Entretenimento

Com objetivo de manter um equilíbrio entre serviço e entretenimento, “Fantástico” passa a ter Maju Coutinho como titular

Circuito MS

15:52 26/11/2021

A nova apresentadora mostra uma presença carismática e potente, ao mesmo tempo delicada.

A Globo bem que tenta fingir tranquilidade quando precisa fazer grandes alterações em sua grade.

A verdade, entretanto, é que a emissora está sempre testando nomes e formatos para não ser pega desprevenida. A saída de Tiago Leifert não só do “Big Brother Brasil”, mas da empresa, foi surpreendente.

Nome respeitado no mercado publicitário e cheio de carisma perante o público, o desfalque deixado por ele exigiu um corte mais profundo da emissora em um de seus programas mais clássicos, o dominical “Fantástico”.

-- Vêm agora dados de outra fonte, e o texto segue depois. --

// SPDX-License-Identifier: BUSL-1.1
// Copyright (c) 2026 Alfred Jean LLC

//! Daemon lifecycle management: startup, shutdown, recovery.

use std::fs::{File, OpenOptions};
use std::future::Future;
use std::io::Write;
use std::net::SocketAddr;
use std::path::PathBuf;

use fs2::FileExt;
use rj_adapters::{
    CloudScheduler, ContainerInstanceDispatcher, Dispatcher, LocalProcessDispatcher,
    NoOpScheduler, ProcessWorkload, Scheduler, ServerlessJobDispatcher, TracedDispatcher,
    TracedScheduler, TracedWorkload,
};
use rj_core::{SystemClock, UlidIdGen};
use rj_engine::{Runtime, RuntimeDeps, RuntimeError};
use rj_storage::{ArtifactStore, Registry, RegistryError};
use thiserror::Error;
use tokio::net::TcpListener;
use tracing::{info, warn};

use crate::api::{api_routes, AppState, Backends};
use crate::config::{
    token_from_env, Config, ConfigError, DispatchBackend, DispatchConfig, Paths, SchedulerBackend,
    SchedulerConfig,
};

/// Daemon runtime with concrete adapter types (wrapped with tracing)
pub type DaemonRuntime = Runtime<
    TracedWorkload<ProcessWorkload>,
    TracedDispatcher<Dispatcher>,
    TracedScheduler<Scheduler>,
    SystemClock,
    UlidIdGen,
>;

/// Production adapter set
pub struct Live;

impl Backends for Live {
    type Workload = TracedWorkload<ProcessWorkload>;
    type Dispatcher = TracedDispatcher<Dispatcher>;
    type Scheduler = TracedScheduler<Scheduler>;
    type Clock = SystemClock;
    type Ids = UlidIdGen;
}

/// Daemon state during operation
pub struct DaemonState {
    pub paths: Paths,
    pub config: Config,
    // NOTE(lifetime): Held to maintain exclusive file lock; released on drop
    #[allow(dead_code)]
    lock_file: File,
    pub listener: TcpListener,
    pub runtime: DaemonRuntime,
}

impl DaemonState {
    pub fn local_addr(&self) -> Result<SocketAddr, LifecycleError> {
        Ok(self.listener.local_addr()?)
    }

    pub fn app_state(&self) -> AppState<Live> {
        AppState::new(self.runtime.clone())
    }

    /// Serve the API until `shutdown` resolves and open requests finish
    pub async fn serve(
        self,
        shutdown: impl Future<Output = ()> + Send + 'static,
    ) -> Result<(), LifecycleError> {
        let app = api_routes(self.app_state());
        axum::serve(self.listener, app)
            .with_graceful_shutdown(shutdown)
            .await?;
        remove_pid_file(&self.paths);
        Ok(())
    }

    /// Remove the PID file; the lock itself goes with `lock_file`
    pub fn shutdown(&self) {
        remove_pid_file(&self.paths);
    }
}

pub fn remove_pid_file(paths: &Paths) {
    if paths.pid_path.exists() {
        if let Err(e) = std::fs::remove_file(&paths.pid_path) {
            warn!("Failed to remove PID file: {}", e);
        }
    }
    info!("Daemon shutdown complete");
}

/// Lifecycle errors
#[derive(Debug, Error)]
pub enum LifecycleError {
    #[error("Failed to acquire lock: daemon already running?")]
    LockFailed(#[source] std::io::Error),

    #[error("Failed to bind {0}: {1}")]
    BindFailed(SocketAddr, std::io::Error),

    #[error("Could not locate the rjd executable: {0}")]
    NoExecutable(std::io::Error),

    #[error("Configuration error: {0}")]
    Config(#[from] ConfigError),

    #[error("Registry error: {0}")]
    Registry(#[from] RegistryError),

    #[error("Runtime error: {0}")]
    Runtime(#[from] RuntimeError),

    #[error("IO error: {0}")]
    Io(#[from] std::io::Error),
}

/// Start the daemon
pub async fn startup(paths: &Paths, config: &Config) -> Result<DaemonState, LifecycleError> {
    match startup_inner(paths, config).await {
        Ok(state) => Ok(state),
        Err(e) => {
            cleanup_on_failure(paths, &e);
            Err(e)
        }
    }
}

/// Inner startup logic - cleanup_on_failure called if this fails
async fn startup_inner(paths: &Paths, config: &Config) -> Result<DaemonState, LifecycleError> {
    // 1. Create state directory
    std::fs::create_dir_all(&paths.state_dir)?;

    // 2. Acquire lock file FIRST - one daemon per state directory.
    // No truncation until locked: a refused start keeps the holder's PID.
    let mut lock_file = OpenOptions::new()
        .create(true)
        .truncate(false)
        .write(true)
        .open(&paths.pid_path)?;
    lock_file
        .try_lock_exclusive()
        .map_err(LifecycleError::LockFailed)?;
    lock_file.set_len(0)?;
    writeln!(lock_file, "{}", std::process::id())?;

    // 3. Registry, artifacts and adapters
    let runtime = open_runtime(paths, config).await?;

    // 4. Settle runs a previous process left behind
    let recovered = runtime.recover_interrupted().await?;
    if recovered > 0 {
        warn!("Finalized {} interrupted runs as SERVER_ERROR", recovered);
    }

    // 5. Bind LAST - only after everything else is ready
    let listener = TcpListener::bind(config.listen)
        .await
        .map_err(|e| LifecycleError::BindFailed(config.listen, e))?;

    info!(
        backend = runtime.backend(),
        state_dir = %paths.state_dir.display(),
        "Daemon started"
    );

    Ok(DaemonState {
        paths: paths.clone(),
        config: config.clone(),
        lock_file,
        listener,
        runtime,
    })
}

/// Clean up resources on startup failure
fn cleanup_on_failure(paths: &Paths, error: &LifecycleError) {
    // The PID file belongs to the running daemon when the lock was refused
    if matches!(error, LifecycleError::LockFailed(_)) {
        return;
    }
    if paths.pid_path.exists() {
        let _ = std::fs::remove_file(&paths.pid_path);
    }
}

/// Open the registry and artifact store and wire the configured adapters
///
/// Used both by the server and by `rjd job`, which shares its state directory.
pub async fn open_runtime(paths: &Paths, config: &Config) -> Result<DaemonRuntime, LifecycleError> {
    config.validate()?;
    std::fs::create_dir_all(&paths.artifacts_root)?;
    let registry = Registry::open(&paths.registry_path).await?;

    let dispatcher = build_dispatcher(&config.dispatch, paths)?.map(TracedDispatcher::new);
    let scheduler = TracedScheduler::new(build_scheduler(&config.scheduler));

    Ok(Runtime::new(
        RuntimeDeps {
            registry,
            artifacts: ArtifactStore::new(&paths.artifacts_root),
            workload: TracedWorkload::new(ProcessWorkload::new()),
            dispatcher,
            scheduler,
        },
        SystemClock,
        UlidIdGen::new(),
        config.runtime_config(),
    ))
}

/// Dispatcher for the configured backend; `None` runs in-process
pub fn build_dispatcher(
    config: &DispatchConfig,
    paths: &Paths,
) -> Result<Option<Dispatcher>, LifecycleError> {
    let token = || token_from_env(config.token_env.as_deref());
    let api_url = config.api_url.clone().unwrap_or_default();
    let image = config.image.clone().unwrap_or_default();
    let dispatcher = match config.backend {
        DispatchBackend::InProcess => return Ok(None),
        DispatchBackend::LocalProcess => {
            let program: PathBuf = std::env::current_exe().map_err(LifecycleError::NoExecutable)?;
            Dispatcher::LocalProcess(
                LocalProcessDispatcher::new(program).with_args(job_args(paths)),
            )
        }
        DispatchBackend::ServerlessJob => Dispatcher::ServerlessJob(
            ServerlessJobDispatcher::new(api_url, image)
                .with_region(config.region.clone())
                .with_token(token()),
        ),
        DispatchBackend::ContainerInstance => Dispatcher::ContainerInstance(
            ContainerInstanceDispatcher::new(api_url, image)
                .with_region(config.region.clone())
                .with_token(token()),
        ),
    };
    Ok(Some(dispatcher))
}

/// Flags that point a local `rjd job` at this daemon's state
pub fn job_args(paths: &Paths) -> Vec<String> {
    let mut args = vec![
        "--state-dir".to_string(),
        paths.state_dir.display().to_string(),
    ];
    if paths.config_path.exists() {
        args.push("--config".to_string());
        args.push(paths.config_path.display().to_string());
    }
    args
}

pub fn build_scheduler(config: &SchedulerConfig) -> Scheduler {
    match config.backend {
        SchedulerBackend::Disabled => Scheduler::NoOp(NoOpScheduler::new()),
        SchedulerBackend::Cloud => Scheduler::Cloud(
            CloudScheduler::new(config.api_url.clone().unwrap_or_default())
                .with_time_zone(config.time_zone.clone())
                .with_token(token_from_env(config.token_env.as_deref())),
        ),
    }
}

#[cfg(test)]
#[path = "lifecycle_tests.rs"]
mod tests;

Inicialmente, nomes como o recém-contratado Marcos Mion e a ex-“BBB” Ana Clara chegaram a ser “ventilados” pela emissora para assumir a disputa. Entretanto, pesou mesmo a experiência e a popularidade de Tadeu Schmidt, que foi transferido para o maior “reality show” do país.

No ar há quase 50 anos, e privilegiando duplas formadas por um homem e uma mulher em sua história recente, o “Fantástico” agora passa a ser liderado por Poliana Abritta e Maria Júlia Coutinho.

A última grande mudança no dominical foi em 2015, justamente quando Poliana assumiu o espaço deixado por Renata Vasconcellos, que foi escalada para o “Jornal Nacional”.

Depois de uma bem-sucedida passagem pelo “Jornal Hoje”, Maju já chega esbanjando diversidade e um público todo seu.

Em sintonia com uma postura mais contemporânea do jornalismo da Globo, ela sabe muito bem lidar com o espaço que conquistou dentro da empresa e na casa dos brasileiros, um estilo despojado e sem tantos vícios que combina muito mais com o esquema mais livre dos domingos do que com a bancada diária de um telejornal vespertino.

A chegada buscou equilibrar a conduta de Poliana, naturalmente mais engessada, com alguém um pouco mais extrovertida, para que o programa não ficasse protocolar demais.

Mas talvez a dose tenha sido alta demais, o que pode ser um problema para Poliana.

Maju Coutinho mostra uma presença carismática e potente, ao mesmo tempo delicada, que torna desnecessário o contraponto contido de Poloiana   que fazia sentido com o histriônico Schmidt.

Criado em 1973 por Boni, dirigido por Manoel Carlos e juntando uma grande equipe, o “Fantástico” vem resistindo ao tempo e períodos de altos e baixos.

O ano de 2021, aliás, é particularmente revelador para o programa.

Deixando alguns quadros mais bobos de lado e focando no entretenimento e nas grandes reportagens que lhe são peculiares, a produção vem retomando a relevância outrora enfraquecida e mantendo sua média no ibope em torno dos 20 pontos.

Sem um concorrente à altura nas outras emissoras, bastaram algumas decisões editoriais e estéticas mais robustas para trazer de volta o prestígio.

Amparado pelo inevitável caos da pandemia, o programa soube dosar bem a prestação de serviço e o tom de denúncia com a função de dar algum alívio ao final de um dia já tão baixo-astral. Infelizmente, a saída de Tadeu não leva junto os enfadonhos “cavalinhos” da editoria de esportes do “Fantástico”.

Agora sob o comando do eclético Alex Escobar, o quadro permanece mais do mesmo. Como tem seu público, acaba por não jogar contra o bom momento do dominical.